COLUMBUS (AP) -- Ohio will notify a condemned killer a month ahead of his execution if changes are made to the state's lethal injection policy, attorneys for the inmate said Monday.
The 30-day notice comes in the case of death row inmate Gregory Lott, scheduled to die March 19 for killing an East Cleveland man in a 1986 arson fire.
Attorneys for Lott sued Monday to stop the execution to give them time to argue the state's system is unconstitutional, because it could result in a lingering death. The lawsuit follows last month's lengthy execution of Dennis McGuire.
Under state policies adopted last year, "There is a substantial risk of lingering death, of degradation, and of unnecessary pain and suffering," according to the complaint.
Ohio is also breaking state and federal laws by using drugs for executions without prescriptions, the lawsuit said.
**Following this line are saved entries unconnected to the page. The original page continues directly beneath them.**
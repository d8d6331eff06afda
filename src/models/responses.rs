//! Response DTOs for the proxy's maintenance endpoints.

use serde::Serialize;

use crate::worker::ControlMessage;

/// Response body for `POST /__worker/control`
#[derive(Debug, Clone, Serialize)]
pub struct ControlResponse {
    /// The message that was queued
    pub accepted: ControlMessage,
    pub message: String,
}

impl ControlResponse {
    pub fn queued(accepted: ControlMessage) -> Self {
        Self {
            accepted,
            message: "Control message delivered to the worker".to_string(),
        }
    }
}

/// Response body for the health endpoint (`GET /__worker/health`)
#[derive(Debug, Clone, Serialize)]
pub struct HealthResponse {
    /// Health status (e.g., "healthy")
    pub status: String,
    /// Current timestamp in ISO 8601 format
    pub timestamp: String,
}

impl HealthResponse {
    /// Creates a new HealthResponse with current timestamp
    pub fn healthy() -> Self {
        Self {
            status: "healthy".to_string(),
            timestamp: chrono::Utc::now().to_rfc3339(),
        }
    }
}
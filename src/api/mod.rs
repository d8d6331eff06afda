//! API Module
//!
//! HTTP surface of the caching proxy.
//!
//! # Endpoints
//! - `POST /__worker/control` - Post a control message to the worker
//! - `GET /__worker/status` - Worker state and partition sizes
//! - `GET /__worker/app-cache` - Application cache statistics
//! - `GET /__worker/health` - Health check endpoint
//! - fallback - every other request is intercepted by the worker

pub mod handlers;
pub mod routes;

pub use handlers::*;
pub use routes::create_router;
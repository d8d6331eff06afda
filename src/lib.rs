//! Site Cache - offline-first caching for a multi-page site
//!
//! Two independent layers:
//! - a network interceptor ([`worker`]) that serves requests from versioned
//!   cache partitions or the network, hosted here as a local caching proxy
//! - an in-memory application cache ([`cache`]) with TTL expiration and LRU
//!   eviction, specialized for API responses and preloaded images

pub mod api;
pub mod cache;
pub mod config;
pub mod context;
pub mod error;
pub mod models;
pub mod tasks;
pub mod worker;

pub use api::AppState;
pub use config::Config;
pub use context::AppContext;
pub use tasks::{spawn_cleanup_task, spawn_retention_task, CleanupHandle};
pub use worker::{spawn_worker, ServiceWorker, WorkerHandle};
//! Partition naming and per-request routing.

use axum::http::Method;
use serde::Serialize;

use crate::error::{CacheError, Result};
use crate::worker::FetchRequest;

/// Longest accepted deployment version
pub const MAX_VERSION_LENGTH: usize = 64;

#[derive(Debug, Clone, Copy, PartialEq, Eq, Serialize)]
#[serde(rename_all = "snake_case")]
pub enum PartitionRole {
    /// Precached manifest and static-prefixed assets
    Static,
    /// Everything cached at runtime
    Dynamic,
}

// == Partition Names ==
/// The current partition name for each role, derived from the deployed
/// version. Any other partition is stale.
#[derive(Debug, Clone, PartialEq, Eq, Serialize)]
pub struct PartitionNames {
    pub static_name: String,
    pub dynamic_name: String,
}

impl PartitionNames {
    pub fn for_version(version: &str) -> Self {
        Self {
            static_name: format!("static-{}", version),
            dynamic_name: format!("dynamic-{}", version),
        }
    }

    /// Like [`for_version`](Self::for_version), but rejects versions that
    /// cannot name a partition directory: empty, too long, or containing
    /// anything but ASCII letters, digits, `.`, `_` and `-`.
    pub fn try_for_version(version: &str) -> Result<Self> {
        let valid_chars = version
            .chars()
            .all(|c| c.is_ascii_alphanumeric() || matches!(c, '.' | '_' | '-'));

        if version.is_empty()
            || version.len() > MAX_VERSION_LENGTH
            || !valid_chars
            || version.chars().all(|c| c == '.')
        {
            return Err(CacheError::InvalidRequest(format!(
                "invalid cache version '{}'",
                version
            )));
        }
        Ok(Self::for_version(version))
    }

    pub fn name(&self, role: PartitionRole) -> &str {
        match role {
            PartitionRole::Static => &self.static_name,
            PartitionRole::Dynamic => &self.dynamic_name,
        }
    }

    pub fn is_current(&self, name: &str) -> bool {
        name == self.static_name || name == self.dynamic_name
    }
}

// == Strategy ==
#[derive(Debug, Clone, Copy, PartialEq, Eq)]
pub enum Strategy {
    /// Not intercepted: straight to the network
    Passthrough,
    /// Serve from cache, fetch and store into the given partition on a miss
    CacheFirst(PartitionRole),
    /// Fetch, store into the dynamic partition, fall back to cache offline
    NetworkFirst,
}

/// Picks the strategy for one request.
///
/// Only GET is intercepted. The static prefix takes precedence over the
/// media check, so an image under the prefix lands in the static partition.
pub fn classify(request: &FetchRequest, static_prefix: &str) -> Strategy {
    if request.method != Method::GET {
        return Strategy::Passthrough;
    }

    if !static_prefix.is_empty() && request.url.path().starts_with(static_prefix) {
        Strategy::CacheFirst(PartitionRole::Static)
    } else if request.destination.is_media() {
        Strategy::CacheFirst(PartitionRole::Dynamic)
    } else {
        Strategy::NetworkFirst
    }
}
McGuire, 53, was sentenced to death for raping and killing a pregnant newlywed in 1989. He repeatedly snorted, gasped and opened and shut his mouth as if yawning over several minutes during his Jan. 16 execution.
Lott's attorneys allege McGuire could have remained clinically alive 45 minutes after his official time of death, a fate that could also befall Lott, they said.
Lott was sentenced to die for killing 82-year-old John McGrath by setting him on fire in his East Cleveland home in 1986. McGrath died in the hospital 11 days after the fire.